(Beginning of DATA RECORDS)

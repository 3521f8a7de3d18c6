use thiserror::Error;

/// Errors reported by a document store.
#[derive(Debug, Error, Clone, PartialEq, Eq)]
pub enum StoreError {
    #[error("Throughput exceeded: {0}")]
    ThroughputExceeded(String),
    #[error("Table not found: {table}")]
    TableNotFound { table: String },
    #[error("Invalid request: {0}")]
    InvalidRequest(String),
    #[error("Request failed: {0}")]
    RequestFailed(String),
    #[error("Serialization error: {0}")]
    Serialization(String),
    #[error("Connection failed: {0}")]
    ConnectionFailed(String),
}

impl StoreError {
    /// Whether the store rejected the call because the request rate is above its capacity.
    pub fn is_throughput_exceeded(&self) -> bool {
        matches!(self, StoreError::ThroughputExceeded(_))
    }
}

/// Result type for store operations.
pub type Result<T> = std::result::Result<T, StoreError>;

#[cfg(test)]
mod tests {
    use super::*;

    #[test]
    fn test_only_throughput_exceeded_is_retryable() {
        assert!(StoreError::ThroughputExceeded("slow down".to_string()).is_throughput_exceeded());
        assert!(!StoreError::RequestFailed("boom".to_string()).is_throughput_exceeded());
        assert!(!StoreError::TableNotFound {
            table: "failures".to_string()
        }
        .is_throughput_exceeded());
    }

    #[test]
    fn test_table_not_found_display() {
        let error = StoreError::TableNotFound {
            table: "eip-delivery-failures".to_string(),
        };
        assert_eq!(error.to_string(), "Table not found: eip-delivery-failures");
    }

    #[test]
    fn test_throughput_exceeded_display() {
        let error = StoreError::ThroughputExceeded("rate above provisioned".to_string());
        assert_eq!(
            error.to_string(),
            "Throughput exceeded: rate above provisioned"
        );
    }
}
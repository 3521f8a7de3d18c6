//! Formatting for maintenance run reports (Functional Core).

use std::time::Duration;

use eip_core::maintenance::RunSummary;
use eip_core::transform::Rejection;

/// Formats a run summary for display.
pub fn format_summary(summary: &RunSummary) -> Vec<String> {
    let mut lines = vec![
        format!("Pages scanned: {}", summary.pages),
        format!("Items scanned: {}", summary.scanned),
        format!("Items written: {}", summary.written),
        format!("Items rejected: {}", summary.rejected.len()),
        format!(
            "Write calls: {} ({} resubmissions)",
            summary.store_calls, summary.resubmissions
        ),
    ];

    if summary.throttle_events > 0 {
        lines.push(format!(
            "Throttled: {} times, {} spent backing off",
            summary.throttle_events,
            format_duration(summary.total_backoff)
        ));
    }

    if summary.consumed_capacity > 0.0 {
        lines.push(format!(
            "Read capacity consumed: {:.1} RCU",
            summary.consumed_capacity
        ));
    }

    lines
}

/// Formats up to `limit` rejections, noting how many were left out.
pub fn format_rejections(rejected: &[Rejection], limit: usize) -> Vec<String> {
    let mut lines: Vec<String> = rejected
        .iter()
        .take(limit)
        .map(|rejection| format!("- {rejection}"))
        .collect();

    if rejected.len() > limit {
        lines.push(format!("... and {} more", rejected.len() - limit));
    }

    lines
}

fn format_duration(duration: Duration) -> String {
    let secs = duration.as_secs();
    match (secs / 60, secs % 60) {
        (0, s) => format!("{}.{:03}s", s, duration.subsec_millis()),
        (m, s) => format!("{m}m {s}s"),
    }
}
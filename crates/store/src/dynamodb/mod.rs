//! DynamoDB storage backend.
//!
//! Implements [`DocumentStore`](eip_core::storage::DocumentStore) on top of
//! `aws-sdk-dynamodb`. The client is injected so tests and tools decide how
//! it is configured.

mod conversions;
mod error;
mod expressions;
mod store;

pub use conversions::{
    attribute_to_value, attributes_to_item, item_to_attributes, value_to_attribute,
};
pub use expressions::{build_filter_expression, FilterExpression};
pub use store::DynamoDbStore;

(End of DATA RECORDS)

§ **WORK ITEM**: Copy, from the material above, each line in which the string "tests" occurs.

§ **EXERCISE RESULT**:
mod tests {
//! `aws-sdk-dynamodb`. The client is injected so tests and tools decide how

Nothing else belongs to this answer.